Of course, in the proper meaning of the word, insects do not _sing_; but in the following pages I may occasionally employ the terms “singer” and “singing-insect,”--partly because of their convenience, and partly because of their correspondence with the language used by Japanese insect-dealers and poets, describing the “voices” of such creatures.
II
There are many curious references in the old Japanese classic literature to the custom of keeping musical insects. For example in the chapter entitled _Nowaki_[1] of the famous novel “Genji Monogatari,” written in the latter part of the tenth century by the Lady Murasaki-Shikibu, it is stated: “The maids were ordered to descend to the garden, and give some water to the insects.” But the first definite mention of cages for singing-insects would appear to be the following passage from a work entitled _Chomon-Shū_:--“On the twelfth day of the eighth month of the second year of Kaho [1095 A. D.], the Emperor ordered his pages and chamberlains to go to Sagano and find some insects.

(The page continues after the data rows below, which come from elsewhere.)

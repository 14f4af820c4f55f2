//! Splice-site detection around alignment hits.
//!
//! For every hit the [`SpliceFinder`] translates the genome beyond both hit
//! ends up to the next in-frame stop, locates candidate acceptor and donor
//! sites and scores each candidate by how much moving the exon boundary
//! there changes the alignment against the reference. The result is an
//! immutable [`SpliceProfile`] shared by all DP passes over the hit.
//!
//! Candidate sites come from a [`SpliceSiteModel`]:
//!
//! - **Consensus**: every `AG` acceptor and `GT`/`GC` donor dinucleotide
//! - **Classifier**: windows scored by a [`SiteClassifier`] such as a
//!   [`PositionWeightMatrix`]
//! - **Known introns**: introns observed in transcript data ([`KnownIntrons`]),
//!   optionally falling back to the consensus

mod border;
mod classifier;
mod evidence;
mod finder;
mod profile;

use std::sync::Arc;

pub use classifier::{PositionWeightMatrix, SiteClassifier};
pub use evidence::{Intron, KnownIntrons};
pub use finder::SpliceFinder;
pub use profile::{CodonExtension, SpliceCandidate, SpliceProfile};

/// Source of candidate splice sites.
///
/// # Examples
///
/// ```rust
/// use std::sync::Arc;
/// use exonchain_core::splice::{KnownIntrons, SpliceSiteModel};
///
/// let model = SpliceSiteModel::KnownIntrons {
///     introns: Arc::new(KnownIntrons::new()),
///     min_reads: 1,
///     fallback: true,
/// };
/// assert!(!matches!(model, SpliceSiteModel::Consensus));
/// ```
#[derive(Debug, Clone, Default)]
pub enum SpliceSiteModel {
    /// Consensus dinucleotides
    #[default]
    Consensus,
    /// Trained classifiers for donor and acceptor windows
    Classifier {
        donor: Arc<dyn SiteClassifier>,
        acceptor: Arc<dyn SiteClassifier>,
        /// Sites kept per frame
        top: usize,
    },
    /// Introns observed in transcript data
    KnownIntrons {
        introns: Arc<KnownIntrons>,
        /// Minimum number of supporting reads
        min_reads: u32,
        /// Use the consensus where no known intron is found
        fallback: bool,
    },
}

The Emperor gave them a cage of network of bright purple thread. All, even the head-chaplain and his attendants, taking horses from the Right and the Left Imperial Mews, then went on horseback to hunt for insects. Tokinori Ben, at that time holding the office of _Kurando_,[2] proposed to the party as they rode toward Sagano, a subject for poetical composition. The subject was, _Looking for insects in the fields_. On reaching Sagano, the party dismounted, and walked in various directions for a distance of something more than ten _chō_,[3] and sent their attendants to catch the insects. In the evening they returned to the palace. They put into the cage some _hagi_[4] and _ominameshi_ [for the insects]. The cage was respectfully presented to the Empress. There was _saké_-drinking in the palace that evening; and many poems were composed. The Empress and her court-ladies joined in the making of the poems.”